Johnson, a Franklin Republican, filed Senate Bill 9 in advance of the 113th General Assembly, a measure that would conceal law enforcement investigative reports, 911 recordings, photographs and any other records connected to a death if law enforcement agencies determine it was not the result of a crime. The bill also would make confidential the body camera footage of the inside of a home recorded in the investigation.
Johnson declined to comment Monday on the legislation, which has no House sponsor yet. But it is widely believed the bill stems from concerns raised by Judd’s family, who filed a complaint against Williamson County Sheriff’s Office to stop the release of information from its investigation of the country music singer’s April death. Her daughter, Ashley Judd, has said her mother died by suicide.
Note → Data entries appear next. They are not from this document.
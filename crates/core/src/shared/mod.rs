pub mod constants;
pub mod face_box;
pub mod frame;
use chrono::{DateTime, Local};
use serde::Serialize;

use crate::recognition::domain::identity::AccessDecision;

const TIMESTAMP_FORMAT: &str = "%Y-%m-%d %H:%M:%S";

/// A decision transition, built fresh for each one and consumed by a single
/// actuator send.
#[derive(Clone, Debug)]
pub struct NotificationEvent {
    pub decision: AccessDecision,
    pub timestamp: DateTime<Local>,
    pub detected: Vec<String>,
    pub fps: f64,
}

impl NotificationEvent {
    pub fn new(decision: AccessDecision, detected: Vec<String>, fps: f64) -> Self {
        Self {
            decision,
            timestamp: Local::now(),
            detected,
            fps,
        }
    }

    pub fn payload(&self) -> ActuatorPayload {
        ActuatorPayload {
            status: self.decision.as_status().to_string(),
            timestamp: self.timestamp.format(TIMESTAMP_FORMAT).to_string(),
            details: PayloadDetails {
                detected_faces: self.detected.clone(),
                fps: format!("{:.1}", self.fps),
            },
        }
    }
}

/// JSON body posted to the actuator.
#[derive(Clone, Debug, PartialEq, Serialize)]
pub struct ActuatorPayload {
    pub status: String,
    pub timestamp: String,
    pub details: PayloadDetails,
}

#[derive(Clone, Debug, PartialEq, Serialize)]
pub struct PayloadDetails {
    pub detected_faces: Vec<String>,
    pub fps: String,
}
The Tennessee Coalition for Open Government is lobbying against the bill, contending it could further crimp the public’s right to have critical information related to law enforcement investigations.
We would be concerned about when police were investigating one of their own in terms of a potential criminal conduct and the ability to basically say no crime occurred, which may be the case, but there’s no second check on that.
– Deborah Fisher, Tennesee Coaliton for Open Government
“My initial reaction to the bill is that it is quite broad and would close access to police files that have traditionally been open after a case is closed,” says Deborah Fisher, executive director of the Tennessee Coalition for Open Government.
Fisher contends those files provide not just “accountability” for how police handle an investigation but also could be valuable in proving whether an officer did or didn’t use excessive force on a person who either suffered serious injury or died when coming into contact with police.
If police determine no crime was committed, then any information connected to the incident would be closed to the public forever, Fisher points out.
“We would be concerned about when police were investigating one of their own in terms of a potential criminal conduct and the ability to basically say no crime occurred, which may be the case, but there’s no second check on that” because all of the records would be confidential, Fisher says.
In some instances, records could prove that police officers acted properly by killing a suspect who tries to attack them, she adds.
Fisher is also unclear how the legislation would work in cases when, for instance, a body is found and police can’t determine whether a crime occurred. She wonders whether all of that information would be considered off limits to the public.
The open records advocate points out the state has “managed to co-exist” for decades with the law, which has proven useful for journalists and the general public.
The Judd family filed suit this summer against Williamson County to prevent it from releasing information connected to the death of the family matriarch, then took action against journalists who filed open records requests.
Ashley Judd, an actress who considered a political campaign in 2014 as a Kentucky Democrat, penned a column for the New York Times saying the “horror” of the family’s loss will only get worse if details about the death are disclosed through Tennessee’s open records law.
“And now that I know from bitter experience the pain inflicted on families that have had a loved one die by suicide, I intend to make the subsequent invasion of privacy – the deceased person’s privacy and the family’s privacy – a personal as well as a legal cause,” she wrote.
Judd also said in the column that investigators recorded interviews with her while she was still in a state of shock over her mother’s death and made her feel as if she was a suspect in their investigation.
In addition, Judd wrote that her family identifies with Vanessa Bryant, the wife of NBA star Kobe Bryant who was killed along with his daughter and the passengers of a helicopter two years ago, after she endured the release of details surrounding the deaths.
“The raw details are used only to feed a craven gossip economy, and as we cannot count on basic human decency, we need laws that will compel that restraint,” Judd wrote.
Judd noted she hopes congressional and state legislative leaders will provide “some basic protections for those involved in the police response to mental health emergencies.”